• _Problem to work on_: Where does the string "MembershipType" appear? Copy every line of the entries below that holds it.

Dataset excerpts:
//! Session reconciler - keeps the signed-in profile consistent with the
//! identity provider.
//!
//! Every session change re-runs profile resolution. Resolutions are stamped
//! with a generation number; only the most recently started one may publish,
//! so a slow lookup for an earlier change never overwrites a newer result.

use std::sync::atomic::{AtomicBool, AtomicU64, Ordering};
use std::sync::Arc;

use tokio::sync::broadcast::error::RecvError;
use tokio::sync::watch;
use tokio::task::{JoinHandle, JoinSet};
use tracing::{debug, error, info, warn};

use common::{call_with_deadline, AppError, AppResult, DeadlineConfig};
use domain::{
    AuthSession, AuthUser, MembershipType, NewProfile, Role, SignUpRole, UserMetadata, UserProfile,
    FALLBACK_FULL_NAME,
};
use platform::{IdentityProvider, ProfileRepository};

use crate::state::SessionSnapshot;

/// Outcome of looking up the profile behind a session.
#[derive(Debug, Clone, PartialEq)]
pub enum ProfileResolution {
    /// Stored row found
    Stored(UserProfile),
    /// No stored row yet; synthesized from identity metadata
    Fallback(UserProfile),
}

impl ProfileResolution {
    pub fn profile(&self) -> &UserProfile {
        match self {
            ProfileResolution::Stored(p) | ProfileResolution::Fallback(p) => p,
        }
    }

    pub fn into_profile(self) -> UserProfile {
        match self {
            ProfileResolution::Stored(p) | ProfileResolution::Fallback(p) => p,
        }
    }

    pub fn is_fallback(&self) -> bool {
        matches!(self, ProfileResolution::Fallback(_))
    }
}

/// Details collected by the sign-up form.
#[derive(Debug, Clone, PartialEq, Eq)]
pub struct SignUpDetails {
    pub full_name: String,
    pub role: SignUpRole,
}

/// Result of a successful sign-up.
#[derive(Debug, Clone, PartialEq)]
pub struct SignUpOutcome {
    pub user: AuthUser,
    /// False when the profile row could not be written; it will be
    /// synthesized on first resolution instead
    pub profile_created: bool,
    /// False when the provider requires email confirmation first
    pub signed_in: bool,
}

/// Owns the authenticated-identity lifecycle.
pub struct SessionReconciler {
    identity: Arc<dyn IdentityProvider>,
    profiles: Arc<dyn ProfileRepository>,
    deadlines: DeadlineConfig,
    state: watch::Sender<SessionSnapshot>,
    generation: AtomicU64,
}

impl SessionReconciler {
    pub fn new(
        identity: Arc<dyn IdentityProvider>,
        profiles: Arc<dyn ProfileRepository>,
        deadlines: DeadlineConfig,
    ) -> Self {
        let (state, _) = watch::channel(SessionSnapshot::starting());
        Self {
            identity,
            profiles,
            deadlines,
            state,
            generation: AtomicU64::new(0),
        }
    }

    /// Current snapshot
    pub fn snapshot(&self) -> SessionSnapshot {
        self.state.borrow().clone()
    }

    /// Receiver that observes every published snapshot
    pub fn watch(&self) -> watch::Receiver<SessionSnapshot> {
        self.state.subscribe()
    }

    /// Resolved profile of the signed-in user, if any
    pub fn current_user(&self) -> Option<UserProfile> {
        self.state.borrow().profile.clone()
    }

    /// Restore any persisted session and resolve its profile.
    ///
    /// `loading` stays true until this first resolution settles, whatever
    /// its outcome. A connection check runs alongside; its result is only
    /// logged.
    pub async fn initialize(&self) {
        self.spawn_connection_check();

        let session = match call_with_deadline(
            "Session restore",
            self.deadlines.auth(),
            self.identity.get_session(),
        )
        .await
        {
            Ok(session) => session,
            Err(e) => {
                warn!(error = %e, "Could not restore session");
                None
            }
        };

        self.reconcile(session).await;
    }

    fn spawn_connection_check(&self) {
        let profiles = Arc::clone(&self.profiles);
        let deadline = self.deadlines.profile_fetch();
        tokio::spawn(async move {
            match call_with_deadline("Connection check", deadline, profiles.check_connection()).await {
                Ok(()) => info!("Platform connection successful"),
                Err(e) => error!(error = %e, "Platform connection failed"),
            }
        });
    }

    /// Register for session changes. Each change supersedes any resolution
    /// still in flight. After each change `on_change` sees the latest
    /// snapshot; intermediate values published in quick succession may be
    /// coalesced. Callbacks stop once the returned listener is dropped.
    pub fn subscribe<F>(self: &Arc<Self>, on_change: F) -> SessionListener
    where
        F: Fn(&SessionSnapshot) + Send + Sync + 'static,
    {
        let active = Arc::new(AtomicBool::new(true));
        let mut changes = self.identity.on_session_change();
        let reconciler = Arc::clone(self);

        let events = tokio::spawn(async move {
            let mut inflight = JoinSet::new();
            loop {
                tokio::select! {
                    change = changes.recv() => match change {
                        Ok(change) => {
                            info!(event = ?change.event, user_id = ?change.session.as_ref().map(|s| s.user_id()), "Session changed");
                            inflight.abort_all();
                            let reconciler = Arc::clone(&reconciler);
                            inflight.spawn(async move { reconciler.reconcile(change.session).await });
                        }
                        Err(RecvError::Lagged(skipped)) => {
                            warn!(skipped, "Missed session changes, re-reading session");
                            inflight.abort_all();
                            let reconciler = Arc::clone(&reconciler);
                            inflight.spawn(async move { reconciler.resync().await });
                        }
                        Err(RecvError::Closed) => break,
                    },
                    Some(_) = inflight.join_next(), if !inflight.is_empty() => {}
                }
            }
        });

        let mut snapshots = self.state.subscribe();
        let forward_active = Arc::clone(&active);
        let callbacks = tokio::spawn(async move {
            while snapshots.changed().await.is_ok() {
                if !forward_active.load(Ordering::Acquire) {
                    break;
                }
                let snapshot = snapshots.borrow_and_update().clone();
                on_change(&snapshot);
            }
        });

        SessionListener {
            active,
            tasks: vec![events, callbacks],
        }
    }

    /// Look up the stored profile for `user` under the profile-fetch deadline.
    ///
    /// A missing row is not a failure: the profile is synthesized from the
    /// identity metadata. Any other failure, including the deadline, is
    /// returned to the caller.
    pub async fn resolve_profile(&self, user: &AuthUser) -> AppResult<ProfileResolution> {
        debug!(user_id = %user.id, "Fetching user profile");
        let lookup = call_with_deadline(
            "Profile fetch",
            self.deadlines.profile_fetch(),
            self.profiles.find_by_id(&user.id),
        )
        .await;

        match lookup {
            Ok(profile) => {
                debug!(user_id = %profile.id, role = %profile.role, "User profile found");
                Ok(ProfileResolution::Stored(profile))
            }
            Err(AppError::NotFound) => {
                let profile = UserProfile::fallback_from(user);
                info!(user_id = %profile.id, role = %profile.role, "No stored profile, using fallback from identity metadata");
                Ok(ProfileResolution::Fallback(profile))
            }
            Err(e) => Err(e),
        }
    }

    /// Re-read the session from the provider and reconcile it. A read that
    /// fails or misses its deadline counts as signed out.
    pub async fn resync(&self) {
        let session = match call_with_deadline(
            "Session restore",
            self.deadlines.auth(),
            self.identity.get_session(),
        )
        .await
        {
            Ok(session) => session,
            Err(e) => {
                warn!(error = %e, "Could not re-read session");
                None
            }
        };
        self.reconcile(session).await
    }

    /// Bring the published state in line with `session`.
    async fn reconcile(&self, session: Option<AuthSession>) {
        let generation = self.generation.fetch_add(1, Ordering::SeqCst) + 1;

        let Some(session) = session else {
            self.publish(generation, SessionSnapshot::signed_out());
            return;
        };

        self.publish_with(generation, |current| {
            // Keep the profile across token refreshes of the same user
            let same_user = current.user_id() == Some(session.user_id());
            SessionSnapshot {
                profile: if same_user { current.profile.clone() } else { None },
                session: Some(session.clone()),
                loading: true,
            }
        });

        match self.resolve_profile(&session.user).await {
            Ok(resolution) => self.publish(
                generation,
                SessionSnapshot {
                    session: Some(session),
                    profile: Some(resolution.into_profile()),
                    loading: false,
                },
            ),
            Err(e) => {
                error!(error = %e, user_id = %session.user.id, "Error fetching user profile, clearing session state");
                self.publish(generation, SessionSnapshot::signed_out());
            }
        }
    }

    fn publish(&self, generation: u64, snapshot: SessionSnapshot) {
        self.publish_with(generation, move |_| snapshot);
    }

    /// Replace the snapshot unless a newer reconciliation has started.
    fn publish_with<F>(&self, generation: u64, next: F)
    where
        F: FnOnce(&SessionSnapshot) -> SessionSnapshot,
    {
        let published = self.state.send_if_modified(|current| {
            if self.generation.load(Ordering::SeqCst) != generation {
                return false;
            }
            let snapshot = next(current);
            if *current == snapshot {
                return false;
            }
            *current = snapshot;
            true
        });

        if !published && self.generation.load(Ordering::SeqCst) != generation {
            debug!(generation, "Discarding superseded session resolution");
        }
    }

    /// Create an account and, on success, its profile row.
    ///
    /// Profile creation failing is logged and reported through
    /// [`SignUpOutcome::profile_created`]; the account still exists.
    pub async fn sign_up(
        &self,
        email: &str,
        password: &str,
        details: SignUpDetails,
    ) -> AppResult<SignUpOutcome> {
        let email = email.trim();
        let full_name = details.full_name.trim();
        if email.is_empty() {
            return Err(AppError::validation("Email is required"));
        }
        if password.is_empty() {
            return Err(AppError::validation("Password is required"));
        }

        let role: Role = details.role.into();
        info!(%role, "Starting sign-up");
        let metadata = UserMetadata {
            full_name: Some(full_name.to_string()).filter(|n| !n.is_empty()),
            role: Some(role.as_str().to_string()),
            membership_type: Some(MembershipType::Free.as_str().to_string()),
        };

        let response = call_with_deadline(
            "Sign-up",
            self.deadlines.auth(),
            self.identity.sign_up(email, password, metadata),
        )
        .await?;

        let profile = NewProfile {
            id: response.user.id.clone(),
            email: response
                .user
                .email
                .clone()
                .unwrap_or_else(|| email.to_string()),
            full_name: if full_name.is_empty() {
                FALLBACK_FULL_NAME.to_string()
            } else {
                full_name.to_string()
            },
            role,
            membership_type: MembershipType::Free,
        };

        let profile_created = match call_with_deadline(
            "Profile creation",
            self.deadlines.profile_create(),
            self.profiles.create(profile),
        )
        .await
        {
            Ok(()) => {
                info!(user_id = %response.user.id, "User profile created");
                true
            }
            Err(e) => {
                warn!(error = %e, user_id = %response.user.id, "Profile creation failed, but auth user created");
                false
            }
        };

        let signed_in = response.session.is_some();
        if let Some(session) = response.session {
            self.reconcile(Some(session)).await;
        }

        Ok(SignUpOutcome {
            user: response.user,
            profile_created,
            signed_in,
        })
    }

    /// Authenticate and resolve the new session's profile.
    pub async fn sign_in(&self, email: &str, password: &str) -> AppResult<SessionSnapshot> {
        info!("Starting sign-in");
        let session = call_with_deadline(
            "Sign-in",
            self.deadlines.auth(),
            self.identity.sign_in_with_password(email.trim(), password),
        )
        .await?;

        info!(user_id = %session.user.id, "User signed in");
        self.reconcile(Some(session)).await;
        Ok(self.snapshot())
    }

    /// Notify the provider, then clear local state regardless of its answer.
    pub async fn sign_out(&self) -> AppResult<()> {
        let result = call_with_deadline(
            "Sign-out",
            self.deadlines.auth(),
            self.identity.sign_out(),
        )
        .await;

        if let Err(e) = &result {
            warn!(error = %e, "Provider sign-out failed, clearing local session anyway");
        }
        self.reconcile(None).await;
        result
    }
}

/// Handle for a session-change subscription. Dropping it unsubscribes; no
/// callback runs afterwards.
pub struct SessionListener {
    active: Arc<AtomicBool>,
    tasks: Vec<JoinHandle<()>>,
}

impl SessionListener {
    /// Explicit teardown; same as dropping the listener
    pub fn unsubscribe(self) {}
}

impl Drop for SessionListener {
    fn drop(&mut self) {
        self.active.store(false, Ordering::Release);
        for task in &self.tasks {
            task.abort();
        }
    }
}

• _Answer section_:
    AuthSession, AuthUser, MembershipType, NewProfile, Role, SignUpRole, UserMetadata, UserProfile,
            membership_type: Some(MembershipType::Free.as_str().to_string()),
            membership_type: MembershipType::Free,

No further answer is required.